* _Problem statement_
Extract, from the records beneath this instruction, each line that contains the word "Duration".

★ ★ ★

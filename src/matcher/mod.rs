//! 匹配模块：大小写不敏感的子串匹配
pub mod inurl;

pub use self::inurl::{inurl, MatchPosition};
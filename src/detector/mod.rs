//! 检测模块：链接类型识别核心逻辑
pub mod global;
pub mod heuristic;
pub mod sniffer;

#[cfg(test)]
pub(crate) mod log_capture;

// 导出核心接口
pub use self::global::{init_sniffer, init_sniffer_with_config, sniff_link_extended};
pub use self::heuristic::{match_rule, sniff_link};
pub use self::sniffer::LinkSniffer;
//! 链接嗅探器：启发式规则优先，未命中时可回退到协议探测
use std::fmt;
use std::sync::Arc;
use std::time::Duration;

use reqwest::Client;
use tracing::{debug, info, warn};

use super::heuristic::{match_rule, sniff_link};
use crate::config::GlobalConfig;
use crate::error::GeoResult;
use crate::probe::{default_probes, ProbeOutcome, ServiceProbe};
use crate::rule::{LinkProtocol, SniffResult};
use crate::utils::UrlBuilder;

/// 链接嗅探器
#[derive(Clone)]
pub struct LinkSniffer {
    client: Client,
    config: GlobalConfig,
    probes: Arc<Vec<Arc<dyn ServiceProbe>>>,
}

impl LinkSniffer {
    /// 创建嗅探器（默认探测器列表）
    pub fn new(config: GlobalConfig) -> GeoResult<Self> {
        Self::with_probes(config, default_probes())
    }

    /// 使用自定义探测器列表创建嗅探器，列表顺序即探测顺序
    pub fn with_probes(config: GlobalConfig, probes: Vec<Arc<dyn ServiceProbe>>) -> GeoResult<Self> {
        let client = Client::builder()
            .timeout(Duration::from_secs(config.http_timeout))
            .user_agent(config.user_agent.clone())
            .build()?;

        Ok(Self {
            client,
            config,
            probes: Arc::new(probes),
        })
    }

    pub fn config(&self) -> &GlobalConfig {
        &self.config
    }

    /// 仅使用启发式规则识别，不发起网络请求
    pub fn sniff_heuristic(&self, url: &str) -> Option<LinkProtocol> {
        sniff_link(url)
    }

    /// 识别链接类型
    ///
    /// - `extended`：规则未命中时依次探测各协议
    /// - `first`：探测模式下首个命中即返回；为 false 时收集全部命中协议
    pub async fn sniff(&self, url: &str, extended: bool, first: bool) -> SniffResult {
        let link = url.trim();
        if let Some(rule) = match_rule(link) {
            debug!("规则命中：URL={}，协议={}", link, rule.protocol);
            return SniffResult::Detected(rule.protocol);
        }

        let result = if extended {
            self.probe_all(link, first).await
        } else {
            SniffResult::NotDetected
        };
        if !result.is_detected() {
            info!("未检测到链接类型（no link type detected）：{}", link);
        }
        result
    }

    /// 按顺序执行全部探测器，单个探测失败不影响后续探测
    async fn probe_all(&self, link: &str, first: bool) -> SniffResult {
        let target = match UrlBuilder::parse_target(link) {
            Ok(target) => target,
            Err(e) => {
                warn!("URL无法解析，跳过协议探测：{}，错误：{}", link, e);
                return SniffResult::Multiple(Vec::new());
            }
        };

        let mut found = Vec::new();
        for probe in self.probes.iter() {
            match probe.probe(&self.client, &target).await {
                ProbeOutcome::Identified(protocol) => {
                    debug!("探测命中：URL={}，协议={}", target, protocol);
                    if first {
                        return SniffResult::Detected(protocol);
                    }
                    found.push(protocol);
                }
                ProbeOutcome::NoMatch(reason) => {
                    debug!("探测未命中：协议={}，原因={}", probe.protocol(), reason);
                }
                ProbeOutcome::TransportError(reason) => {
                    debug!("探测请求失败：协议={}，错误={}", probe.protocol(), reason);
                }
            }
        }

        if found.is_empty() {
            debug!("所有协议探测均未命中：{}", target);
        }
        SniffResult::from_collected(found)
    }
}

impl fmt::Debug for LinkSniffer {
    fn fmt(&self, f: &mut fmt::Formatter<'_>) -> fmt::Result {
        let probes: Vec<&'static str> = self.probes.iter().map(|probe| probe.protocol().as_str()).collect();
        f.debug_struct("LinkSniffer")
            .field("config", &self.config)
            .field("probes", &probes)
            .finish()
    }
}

★ ★ ★

* _Exercise solution_
use std::time::Duration;
            .timeout(Duration::from_secs(config.http_timeout))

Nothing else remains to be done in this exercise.